热力学能量建模:基于上述活性与丰度数据,构建并拟合了一个“酶折叠与激活”的三态热力学模型。该模型成功解耦了突变对蛋白折叠自由能(ΔΔGf)和催化活性自由能(ΔΔGa)的单独贡献,从而揭示了纯粹由变构效应引起的活性变化。
研究结果
激酶折叠的稳定性图谱
研究首次全面揭示了突变如何影响蛋白激酶折叠在体内的丰度。研究发现,位于蛋白质核心(尤其是C叶)的突变更容易破坏稳定性,其中疏水的αF螺旋及其相邻的αE螺旋、β7、β8片层构成了激酶折叠的主要稳定核心。位于E435和R509之间的盐桥是对突变最敏感的长程相互作用。相比之下,N叶(含ATP结合位点)对突变的耐受性更高。同时,研究也鉴定出了48个能提高细胞内Src丰度的稳定化突变。
Src激酶的变构能量图谱
通过建模,研究获得了所有5111个单氨基酸替换对催化活性的独立影响图谱(ΔΔGa)。共鉴定出1070个显著调节激酶活性的变构突变,其中961个为抑制性,109个为激活性。研究发现,Src的功能丧失既可通过蛋白去稳定化实现,也可通过特异性失活实现,两者概率相近。
主要变构位点
研究定义了42个主要变构位点,其中21个是直接接触活性位点的“第二壳层”位点。这些位点包括所有11个此前通过分子动力学模拟预测的、连接底物和ATP结合位点的变构网络残基,验证了计算预测的准确性。
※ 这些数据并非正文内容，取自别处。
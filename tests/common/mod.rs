#![allow(dead_code)]

use std::collections::{HashMap, HashSet};

use vigil::{Container, Endpoint, EntityId, EntitySpawner, HostType, PrefabId, SpawnError};

/// In-memory stand-in for the engine's entity lifecycle.
#[derive(Clone, Copy, Debug, PartialEq, Eq)]
pub struct FakeEntity {
    pub prefab: PrefabId,
    pub active: bool,
    pub spawned: bool,
    pub container: Container,
}

pub struct FakeSpawner {
    next_id: EntityId,
    entities: HashMap<EntityId, FakeEntity>,
    broken_prefabs: HashSet<PrefabId>,
}

impl FakeSpawner {
    pub fn new() -> Self {
        Self {
            next_id: 1,
            entities: HashMap::new(),
            broken_prefabs: HashSet::new(),
        }
    }

    /// Marks a prefab as lacking the networked-entity capability, so
    /// `instantiate` fails for it.
    pub fn break_prefab(&mut self, prefab: PrefabId) {
        self.broken_prefabs.insert(prefab);
    }

    pub fn entity(&self, entity: EntityId) -> Option<&FakeEntity> {
        self.entities.get(&entity)
    }

    pub fn instance_count(&self) -> usize {
        self.entities.len()
    }

    /// Simulates the engine destroying an entity out from under the core
    /// (the despawn side of a despawn-vs-broadcast race).
    pub fn destroy(&mut self, entity: EntityId) {
        self.entities.remove(&entity);
    }
}

impl EntitySpawner for FakeSpawner {
    fn instantiate(&mut self, prefab: PrefabId) -> Result<EntityId, SpawnError> {
        if self.broken_prefabs.contains(&prefab) {
            return Err(SpawnError::MissingCapability { prefab });
        }
        let id = self.next_id;
        self.next_id += 1;
        self.entities.insert(
            id,
            FakeEntity {
                prefab,
                active: false,
                spawned: true,
                container: Container::Shelf,
            },
        );
        Ok(id)
    }

    fn spawn(&mut self, entity: EntityId) -> Result<(), SpawnError> {
        match self.entities.get_mut(&entity) {
            Some(record) => {
                record.spawned = true;
                Ok(())
            }
            None => Err(SpawnError::UnknownEntity { entity }),
        }
    }

    fn despawn(&mut self, entity: EntityId) -> Result<(), SpawnError> {
        match self.entities.remove(&entity) {
            Some(_) => Ok(()),
            None => Err(SpawnError::UnknownEntity { entity }),
        }
    }

    fn set_active(&mut self, entity: EntityId, active: bool) -> Result<(), SpawnError> {
        match self.entities.get_mut(&entity) {
            Some(record) => {
                record.active = active;
                Ok(())
            }
            None => Err(SpawnError::UnknownEntity { entity }),
        }
    }

    fn attach(&mut self, entity: EntityId, container: Container) -> Result<(), SpawnError> {
        match self.entities.get_mut(&entity) {
            Some(record) => {
                record.container = container;
                Ok(())
            }
            None => Err(SpawnError::UnknownEntity { entity }),
        }
    }

    fn is_active(&self, entity: EntityId) -> bool {
        self.entities
            .get(&entity)
            .map(|record| record.active)
            .unwrap_or(false)
    }

    fn is_spawned(&self, entity: EntityId) -> bool {
        self.entities
            .get(&entity)
            .map(|record| record.spawned)
            .unwrap_or(false)
    }
}

/// Endpoint with a fixed role, standing in for the transport layer.
pub struct FixedEndpoint {
    host_type: HostType,
    owner: bool,
}

impl FixedEndpoint {
    pub fn new(host_type: HostType, owner: bool) -> Self {
        Self { host_type, owner }
    }

    pub fn authority_owner() -> Self {
        Self::new(HostType::Authority, true)
    }

    pub fn authority() -> Self {
        Self::new(HostType::Authority, false)
    }

    pub fn observer_owner() -> Self {
        Self::new(HostType::Observer, true)
    }

    pub fn observer() -> Self {
        Self::new(HostType::Observer, false)
    }
}

impl Endpoint for FixedEndpoint {
    fn host_type(&self) -> HostType {
        self.host_type
    }

    fn is_owner(&self) -> bool {
        self.owner
    }
}
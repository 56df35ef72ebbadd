/// Network identity of a spawned entity instance, issued by the engine/transport.
pub type EntityId = u64;

/// Identity of an entity template ("prefab") registered with the engine.
pub type PrefabId = u32;

/// Index of a slot inside a [`crate::DynamicPool`].
pub type SlotIndex = usize;

#[derive(Clone, Copy, Debug, PartialEq, Eq, Hash)]
pub enum HostType {
    Authority,
    Observer,
}

impl HostType {
    pub fn is_authority(self) -> bool {
        self == HostType::Authority
    }
}
use thiserror::Error;

use crate::collections::sparse_set::SparseSet;

/// Errors that can occur during FreeList operations
#[derive(Debug, Clone, PartialEq, Eq, Error)]
pub enum FreeListError {
    /// Index was never issued by this list
    #[error("Index {index} is out of bounds for FreeList of capacity {capacity}")]
    OutOfBounds { index: usize, capacity: usize },

    /// Index was issued but has already been removed
    #[error("Index {index} has already been freed")]
    AlreadyFree { index: usize },
}

/// Slot-stable storage: `insert` returns an integer handle that stays valid
/// until `remove`, and freed handles are reused instead of shifting elements.
pub struct FreeList<T> {
    slots: Vec<Option<T>>,
    free: Vec<usize>,
}

impl<T> FreeList<T> {
    pub fn new() -> Self {
        Self {
            slots: Vec::new(),
            free: Vec::new(),
        }
    }

    pub fn with_capacity(capacity: usize) -> Self {
        Self {
            slots: Vec::with_capacity(capacity),
            free: Vec::new(),
        }
    }

    /// Stores a value and returns its index, reusing a previously-freed index
    /// when one is available.
    pub fn insert(&mut self, value: T) -> usize {
        match self.free.pop() {
            Some(index) => {
                debug_assert!(self.slots[index].is_none());
                self.slots[index] = Some(value);
                index
            }
            None => {
                self.slots.push(Some(value));
                self.slots.len() - 1
            }
        }
    }

    /// Frees an index for reuse and returns the value that occupied it.
    /// Other indices are unaffected.
    pub fn remove(&mut self, index: usize) -> Result<T, FreeListError> {
        let Some(slot) = self.slots.get_mut(index) else {
            return Err(FreeListError::OutOfBounds {
                index,
                capacity: self.slots.len(),
            });
        };
        match slot.take() {
            Some(value) => {
                self.free.push(index);
                Ok(value)
            }
            None => Err(FreeListError::AlreadyFree { index }),
        }
    }

    pub fn get(&self, index: usize) -> Option<&T> {
        self.slots.get(index).and_then(|slot| slot.as_ref())
    }

    pub fn get_mut(&mut self, index: usize) -> Option<&mut T> {
        self.slots.get_mut(index).and_then(|slot| slot.as_mut())
    }

    pub fn len(&self) -> usize {
        self.slots.len() - self.free.len()
    }

    pub fn is_empty(&self) -> bool {
        self.len() == 0
    }

    /// Visits every value whose index is live in `indices`, in the set's
    /// allocation order. Lazy and restartable.
    pub fn enumerate<'a>(&'a self, indices: &'a SparseSet) -> impl Iterator<Item = &'a T> + 'a {
        indices
            .dense()
            .iter()
            .filter_map(move |&index| self.get(index))
    }
}

impl<T> Default for FreeList<T> {
    fn default() -> Self {
        Self::new()
    }
}

#[cfg(test)]
mod tests {
    use super::*;

    #[test]
    fn insert_reuses_freed_indices() {
        let mut list = FreeList::new();
        let a = list.insert("a");
        let b = list.insert("b");
        assert_eq!(a, 0);
        assert_eq!(b, 1);

        assert_eq!(list.remove(a), Ok("a"));
        let c = list.insert("c");
        assert_eq!(c, 0);
        assert_eq!(list.get(c), Some(&"c"));
        assert_eq!(list.get(b), Some(&"b"));
    }

    #[test]
    fn remove_rejects_bad_indices() {
        let mut list: FreeList<u8> = FreeList::new();
        let index = list.insert(7);
        assert_eq!(
            list.remove(5),
            Err(FreeListError::OutOfBounds {
                index: 5,
                capacity: 1
            })
        );
        assert_eq!(list.remove(index), Ok(7));
        assert_eq!(list.remove(index), Err(FreeListError::AlreadyFree { index }));
    }

    #[test]
    fn enumerate_visits_live_values_once() {
        let mut list = FreeList::new();
        let mut set = SparseSet::new();
        for value in 0..4 {
            let index = list.insert(value);
            set.insert(index);
        }
        list.remove(2).unwrap();
        set.remove(2);

        let seen: Vec<i32> = list.enumerate(&set).copied().collect();
        assert_eq!(seen.len(), 3);
        for value in [0, 1, 3] {
            assert!(seen.contains(&value));
        }
    }
}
抑制性变构突变在调控激酶激活的关键结构元件中富集,如发生构象变化的αC螺旋、激活环(包括自抑制磷酸化位点Y419)、αEF和αG螺旋等。其中,调节性脊柱(R-spine)的所有残基突变均表现出强烈的失活效应,而催化性脊柱(C-spine)中仅直接接触ATP的残基突变富集失活效应。
变构通讯的距离依赖性与各向异性
突变对活性的平均影响强度随其与活性位点三维距离的增加呈指数衰减。有趣的是,抑制性突变的效应随距离衰减明显,而激活性突变的效应则无此距离依赖性,提示两者机制不同。变构通讯的效率具有强烈的方向(各向异性)依赖性,不同空间方向的衰减速率差异高达六倍以上,且与蛋白质的二级结构类型相关。
动态非共价接触与变构
分析发现,仅在激活态或在不同构象间发生接触“交换”的残基,其突变更可能影响Src活性。这突出了构象 ensembles(系综)变化和动态分子相互作用在变构信息传递中的关键作用。
表面口袋的优先级排序
通过整合结构信息与变构能量数据,研究对Src激酶表面的28个潜在成药口袋进行了系统性排序。结果不仅确认了已知的变构抑制剂靶点(如ATP位点、DFG口袋),还发现了10个此前在任何激酶中都未报道过的、全新的变构活性口袋,为新药研发指明了全新方向。
调控结构域对变构图谱的调制
研究还比较了全长Src与其单独激酶域的变构图谱。尽管全局变构网络高度保守,但在与SH2等调控结构域相互作用的界面及其邻近区域,突变效应存在显著差异。全长背景下,破坏自抑制相互作用的突变(如C末端尾部的Y530)激活效应更强,同时也在C叶发现了一个可能远程缓解SH2域抑制的突变簇。
研究结论与重要意义
这项研究成功构建了首个酶活性的全域变构调控图谱。它系统揭示了Src激酶域内变构通讯的普适性、距离依赖性、方向性及其与动态结构特征的关联。更重要的是,该图谱以无偏倚的遗传学数据为基础,为激酶表面众多潜在成药口袋提供了定量的优先级排序,直接服务于药物发现。研究鉴定出的多个全新变构口袋,表明即使是对Src这样已被深入研究的蛋白,其靶向治疗的空间仍远未被充分探索。
这项工作建立了一个可推广的框架。只要能够对目标酶的活性和折叠丰度进行大规模定量,该方法就可应用于其他激酶乃至任何重要的治疗性或生物技术用酶。通过在不同蛋白质中绘制类似的变构图谱,我们将能深入理解变构位点的进化与保守规律,并积累足够规模和多样性的数据来训练机器学习模型,最终实现对所有蛋白质变构位点的准确预测、靶向和设计。这为开发更高特异性、更低毒性的下一代靶向药物,攻克癌症等重大疾病,奠定了坚实的基础。